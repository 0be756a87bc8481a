//! Structural equality of IR trees up to consistent renaming of variables and labels.
//!
//! Compilers duplicate code, most notably `finally` bodies, which get inlined at every exit of the
//! `try` block. The copies are equal instruction by instruction, but each one writes its own
//! variables and declares its own labels, so plain equality is too strict.

use super::{Arena, ExprId, ExprKind, Expression, Label};
use crate::locals::LocalId;
use rustc_hash::FxHashMap;

pub fn compare<T: ?Sized + Isomorphic>(arena: &Arena, x: &T, y: &T) -> bool {
    Checker::new(arena).compare(x, y)
}

pub struct Checker<'a> {
    arena: &'a Arena,
    locals: FxHashMap<LocalId, LocalId>, // x -> y
    locals_rev: FxHashMap<LocalId, LocalId>,
    labels: FxHashMap<Label, Label>,
}

impl<'a> Checker<'a> {
    pub fn new(arena: &'a Arena) -> Self {
        Self {
            arena,
            locals: FxHashMap::default(),
            locals_rev: FxHashMap::default(),
            labels: FxHashMap::default(),
        }
    }

    pub fn compare<T: ?Sized + Isomorphic>(&mut self, x: &T, y: &T) -> bool {
        x.compare(y, self)
    }

    /// Records that label `x` in the first tree corresponds to `y` in the second.
    pub fn define_label(&mut self, x: Label, y: Label) {
        self.labels.insert(x, y);
    }

    pub fn compare_labels(&self, x: Label, y: Label) -> bool {
        self.labels.get(&x).copied().unwrap_or(x) == y
    }

    // Locals map bijectively: the first occurrence fixes the correspondence.
    pub fn compare_locals(&mut self, x: LocalId, y: LocalId) -> bool {
        match (self.locals.get(&x), self.locals_rev.get(&y)) {
            (Some(&mapped), _) => mapped == y,
            (None, Some(_)) => false,
            (None, None) => {
                self.locals.insert(x, y);
                self.locals_rev.insert(y, x);
                true
            }
        }
    }
}

pub trait Isomorphic {
    fn compare(&self, other: &Self, checker: &mut Checker<'_>) -> bool;
}

impl<T: Isomorphic> Isomorphic for [T] {
    fn compare(&self, other: &Self, checker: &mut Checker<'_>) -> bool {
        self.len() == other.len() && self.iter().zip(other).all(|(x, y)| checker.compare(x, y))
    }
}

impl<T: Isomorphic> Isomorphic for Vec<T> {
    fn compare(&self, other: &Self, checker: &mut Checker<'_>) -> bool {
        checker.compare::<[T]>(self.as_ref(), other.as_ref())
    }
}

impl<T: Isomorphic + ?Sized> Isomorphic for Box<T> {
    fn compare(&self, other: &Self, checker: &mut Checker<'_>) -> bool {
        checker.compare::<T>(self, other)
    }
}

impl<T: Isomorphic> Isomorphic for Option<T> {
    fn compare(&self, other: &Self, checker: &mut Checker<'_>) -> bool {
        match (self, other) {
            (None, None) => true,
            (Some(x), Some(y)) => checker.compare(x, y),
            _ => false,
        }
    }
}

impl Isomorphic for ExprId {
    fn compare(&self, other: &Self, checker: &mut Checker<'_>) -> bool {
        let arena = checker.arena;
        checker.compare(&arena[*self], &arena[*other])
    }
}

impl Isomorphic for Expression {
    fn compare(&self, other: &Self, checker: &mut Checker<'_>) -> bool {
        if self.void != other.void {
            return false;
        }

        // Children are compared separately, so only the node's own payload is matched here.
        let same_node = match (&self.kind, &other.kind) {
            (ExprKind::Local(x), ExprKind::Local(y)) => checker.compare_locals(*x, *y),
            (ExprKind::Slot(x), ExprKind::Slot(y)) => x == y,
            (ExprKind::Const(x), ExprKind::Const(y)) => x == y,
            (
                ExprKind::Field { field: x, object: ox },
                ExprKind::Field { field: y, object: oy },
            ) => {
                x == y && ox.is_some() == oy.is_some()
            }
            (ExprKind::ArrayElement { .. }, ExprKind::ArrayElement { .. })
            | (ExprKind::ArrayLength { .. }, ExprKind::ArrayLength { .. })
            | (ExprKind::Assign { .. }, ExprKind::Assign { .. })
            | (ExprKind::Ternary { .. }, ExprKind::Ternary { .. })
            | (ExprKind::StringConcat { .. }, ExprKind::StringConcat { .. })
            | (ExprKind::MonitorEnter { .. }, ExprKind::MonitorEnter { .. })
            | (ExprKind::MonitorExit { .. }, ExprKind::MonitorExit { .. }) => true,
            (
                ExprKind::NewArray { element: x, .. },
                ExprKind::NewArray { element: y, .. },
            ) => x == y,
            (
                ExprKind::ArrayInitializer {
                    element: x,
                    length: lx,
                    ..
                },
                ExprKind::ArrayInitializer {
                    element: y,
                    length: ly,
                    ..
                },
            ) => x == y && lx == ly,
            (ExprKind::New { class: x }, ExprKind::New { class: y })
            | (ExprKind::InstanceOf { class: x, .. }, ExprKind::InstanceOf { class: y, .. })
            | (ExprKind::CheckCast { class: x, .. }, ExprKind::CheckCast { class: y, .. }) => {
                x == y
            }
            (
                ExprKind::Construct {
                    class: x,
                    descriptor: dx,
                    ..
                },
                ExprKind::Construct {
                    class: y,
                    descriptor: dy,
                    ..
                },
            ) => x == y && dx == dy,
            (ExprKind::Convert { to: x, .. }, ExprKind::Convert { to: y, .. }) => x == y,
            (ExprKind::Binary { op: x, .. }, ExprKind::Binary { op: y, .. }) => x == y,
            (ExprKind::Unary { op: x, .. }, ExprKind::Unary { op: y, .. }) => x == y,
            (ExprKind::Logical { op: x, .. }, ExprKind::Logical { op: y, .. }) => x == y,
            (ExprKind::OpAssign { op: x, .. }, ExprKind::OpAssign { op: y, .. }) => x == y,
            (
                ExprKind::IncDec {
                    increment: ix,
                    prefix: px,
                    ..
                },
                ExprKind::IncDec {
                    increment: iy,
                    prefix: py,
                    ..
                },
            ) => ix == iy && px == py,
            (
                ExprKind::Call {
                    kind: kx,
                    method: mx,
                    object: ox,
                    ..
                },
                ExprKind::Call {
                    kind: ky,
                    method: my,
                    object: oy,
                    ..
                },
            ) => kx == ky && mx == my && ox.is_some() == oy.is_some(),
            (
                ExprKind::Dynamic {
                    name: nx,
                    descriptor: dx,
                    bootstrap: bx,
                    ..
                },
                ExprKind::Dynamic {
                    name: ny,
                    descriptor: dy,
                    bootstrap: by,
                    ..
                },
            ) => nx == ny && dx == dy && bx == by,
            _ => false,
        };
        if !same_node {
            return false;
        }

        let x_children: Vec<ExprId> = self.subexprs().collect();
        let y_children: Vec<ExprId> = other.subexprs().collect();
        checker.compare(&x_children, &y_children)
    }
}

#[cfg(test)]
mod tests {
    use super::*;
    use crate::ast::BinOp;
    use crate::instruction::{ArithOp, Constant};
    use crate::types::Type;

    fn assign_sum(arena: &mut Arena, target: u32, source: u32, addend: i32) -> ExprId {
        let read = arena.add(ExprKind::Local(LocalId(source)), Type::int_slot());
        let constant = arena.int(addend);
        let sum = arena.add(
            ExprKind::Binary {
                op: BinOp::Arith(ArithOp::Add),
                lhs: read,
                rhs: constant,
            },
            Type::int_slot(),
        );
        let target = arena.add(ExprKind::Local(LocalId(target)), Type::int_slot());
        arena.add(
            ExprKind::Assign {
                target,
                value: sum,
            },
            Type::int_slot(),
        )
    }

    #[test]
    fn locals_are_renamed_consistently() {
        let mut arena = Arena::new();
        let x = vec![assign_sum(&mut arena, 1, 0, 5), assign_sum(&mut arena, 0, 1, 5)];
        let y = vec![assign_sum(&mut arena, 3, 2, 5), assign_sum(&mut arena, 2, 3, 5)];
        let z = vec![assign_sum(&mut arena, 3, 2, 5), assign_sum(&mut arena, 2, 2, 5)];
        let w = vec![assign_sum(&mut arena, 3, 2, 5), assign_sum(&mut arena, 2, 3, 6)];
        assert!(compare(&arena, &x, &y));
        assert!(!compare(&arena, &x, &z));
        assert!(!compare(&arena, &x, &w));
    }

    #[test]
    fn constants_and_slots() {
        let mut arena = Arena::new();
        let a = arena.add(ExprKind::Const(Constant::Long(1)), Type::UNKNOWN);
        let b = arena.add(ExprKind::Const(Constant::Long(1)), Type::int_slot());
        let c = arena.add(ExprKind::Const(Constant::Int(1)), Type::UNKNOWN);
        // Types are inferred later and don't participate.
        assert!(compare(&arena, &a, &b));
        assert!(!compare(&arena, &a, &c));
    }
}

### Assignment
Please find, in the entries above, every line where "crate" occurs, and copy it.

### Result for this task
use crate::locals::LocalId;
    use crate::ast::BinOp;
    use crate::instruction::{ArithOp, Constant};
    use crate::types::Type;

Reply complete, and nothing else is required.